Aim of the exercise: When you reach the line containing "self.rng.gen_bool(self.loss_rate)", begin copying exactly, and keep going through the last line of the records below, copying nothing before it.

Records shown:
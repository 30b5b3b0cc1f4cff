//! Network condition simulation for testing

use rand::rngs::StdRng;
use rand::{Rng, SeedableRng};
use std::time::Duration;

use crate::protocol::rtp::SeqNo;
use crate::protocol::rtp::constants::{FRAMES_PER_PACKET, SAMPLE_RATE};

/// Network condition simulator
#[derive(Clone, Debug)]
pub struct NetworkSimulator {
    /// Packet loss probability (0.0 to 1.0)
    pub loss_rate: f64,
    /// Jitter range (max delay added)
    pub jitter_ms: u32,
    /// Base delay added to all packets
    pub delay_ms: u32,
    /// Probability of reordering
    pub reorder_rate: f64,
    rng: StdRng,
}

/// Arrival order produced by [`NetworkSimulator::schedule`]
#[derive(Debug, Clone, Default)]
pub struct Schedule {
    /// Packets that made it, ordered by arrival time
    pub arrivals: Vec<(Duration, SeqNo)>,
    /// Packets dropped by the network
    pub lost: Vec<SeqNo>,
}

impl Schedule {
    /// Sequence numbers in arrival order
    #[must_use]
    pub fn order(&self) -> Vec<SeqNo> {
        self.arrivals.iter().map(|(_, seqno)| *seqno).collect()
    }
}

impl NetworkSimulator {
    fn with_conditions(loss_rate: f64, jitter_ms: u32, delay_ms: u32, reorder_rate: f64) -> Self {
        Self {
            loss_rate,
            jitter_ms,
            delay_ms,
            reorder_rate,
            rng: StdRng::from_entropy(),
        }
    }

    /// Perfect network (no issues)
    #[must_use]
    pub fn perfect() -> Self {
        Self::with_conditions(0.0, 0, 0, 0.0)
    }

    /// Good `WiFi` conditions
    #[must_use]
    pub fn good_wifi() -> Self {
        Self::with_conditions(0.001, 5, 2, 0.001)
    }

    /// Moderate `WiFi` conditions
    #[must_use]
    pub fn moderate_wifi() -> Self {
        Self::with_conditions(0.01, 20, 10, 0.01)
    }

    /// Poor `WiFi` conditions
    #[must_use]
    pub fn poor_wifi() -> Self {
        Self::with_conditions(0.05, 50, 30, 0.05)
    }

    /// Very poor conditions (stress test)
    #[must_use]
    pub fn stress_test() -> Self {
        Self::with_conditions(0.10, 100, 50, 0.10)
    }

    /// Make every random decision reproducible
    #[must_use]
    pub fn with_seed(mut self, seed: u64) -> Self {
        self.rng = StdRng::seed_from_u64(seed);
        self
    }

    /// Should this packet be dropped?
    #[must_use]
    pub fn should_drop(&mut self) -> bool {
        if self.loss_rate <= 0.0 {
            return false;
        }
        self.rng.gen_bool(self.loss_rate)
    }

    /// Get delay for this packet
    #[must_use]
    pub fn get_delay(&mut self) -> Duration {
        let jitter: u32 = if self.jitter_ms > 0 {
            self.rng.gen_range(0..self.jitter_ms)
        } else {
            0
        };

        Duration::from_millis(u64::from(self.delay_ms + jitter))
    }

    /// Should this packet be reordered?
    #[must_use]
    pub fn should_reorder(&mut self) -> bool {
        if self.reorder_rate <= 0.0 {
            return false;
        }
        self.rng.gen_bool(self.reorder_rate)
    }

    /// Run `count` packets starting at `first`, sent at the audio packet
    /// rate, through the simulated network
    #[must_use]
    pub fn schedule(&mut self, first: SeqNo, count: u16) -> Schedule {
        let interval = packet_interval();
        let mut schedule = Schedule::default();

        for i in 0..count {
            let seqno = first.wrapping_add(i);
            if self.should_drop() {
                schedule.lost.push(seqno);
                continue;
            }

            let mut at = interval * u32::from(i) + self.get_delay();
            if self.should_reorder() {
                // Held back behind a few of its successors
                at += interval * self.rng.gen_range(2..6);
            }
            schedule.arrivals.push((at, seqno));
        }

        schedule.arrivals.sort_by_key(|(at, _)| *at);
        schedule
    }
}

/// Time between audio packets at the nominal rate
#[must_use]
pub fn packet_interval() -> Duration {
    Duration::from_micros(FRAMES_PER_PACKET as u64 * 1_000_000 / u64::from(SAMPLE_RATE))
}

Result for this task:
        self.rng.gen_bool(self.loss_rate)
    }

    /// Get delay for this packet
    #[must_use]
    pub fn get_delay(&mut self) -> Duration {
        let jitter: u32 = if self.jitter_ms > 0 {
            self.rng.gen_range(0..self.jitter_ms)
        } else {
            0
        };

        Duration::from_millis(u64::from(self.delay_ms + jitter))
    }

    /// Should this packet be reordered?
    #[must_use]
    pub fn should_reorder(&mut self) -> bool {
        if self.reorder_rate <= 0.0 {
            return false;
        }
        self.rng.gen_bool(self.reorder_rate)
    }

    /// Run `count` packets starting at `first`, sent at the audio packet
    /// rate, through the simulated network
    #[must_use]
    pub fn schedule(&mut self, first: SeqNo, count: u16) -> Schedule {
        let interval = packet_interval();
        let mut schedule = Schedule::default();

        for i in 0..count {
            let seqno = first.wrapping_add(i);
            if self.should_drop() {
                schedule.lost.push(seqno);
                continue;
            }

            let mut at = interval * u32::from(i) + self.get_delay();
            if self.should_reorder() {
                // Held back behind a few of its successors
                at += interval * self.rng.gen_range(2..6);
            }
            schedule.arrivals.push((at, seqno));
        }

        schedule.arrivals.sort_by_key(|(at, _)| *at);
        schedule
    }
}

/// Time between audio packets at the nominal rate
#[must_use]
pub fn packet_interval() -> Duration {
    Duration::from_micros(FRAMES_PER_PACKET as u64 * 1_000_000 / u64::from(SAMPLE_RATE))
}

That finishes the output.